What to produce: Each line of the records containing "morphsample" is to be copied out and returned.

Input records:
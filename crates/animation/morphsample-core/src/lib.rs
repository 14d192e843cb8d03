//! morphsample-core (host-agnostic)
//!
//! Samples shape-key (morph target) weights frame by frame for glTF export.
//! The host scene is reached through [`ShapeKeyHost`]; [`Scene`] is an
//! in-memory implementation. [`ExportSession`] memoizes results for one export.

pub mod channels;
pub mod config;
pub mod curve;
pub mod data;
pub mod error;
pub mod host;
pub mod ids;
pub mod keyframe;
pub mod optimize;
pub mod sampler;
pub mod sampling_cache;
pub mod scene;
pub mod session;

// Re-exports for consumers (adapters)
pub use channels::{resolve_channel_group, ChannelGroup};
pub use config::{ExportSettings, FrameRange, FrameRanges, NegativeFrames};
pub use curve::{CurveKey, Extrapolation, FCurve, Interpolation};
pub use data::{Action, ActionSlot, ShapeKeyBlock, ShapeKeyDriver, ShapeKeySet};
pub use error::SampleError;
pub use host::{DriverBinding, ResolvedAction, ShapeKeyHost};
pub use ids::{ObjectId, SlotId};
pub use keyframe::{complete_key, export_keyframes_json, Keyframe, NonKeyedValues};
pub use optimize::{collapse_constant, is_constant, CONSTANT_TOLERANCE};
pub use sampler::{collect, SamplingStrategy};
pub use sampling_cache::{CacheKey, SampleCache};
pub use scene::{Scene, SceneObject};
pub use session::{Collected, ExportSession};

Written reply:
filename crates/animation/morphsample-core/src/lib.rs
//! morphsample-core (host-agnostic)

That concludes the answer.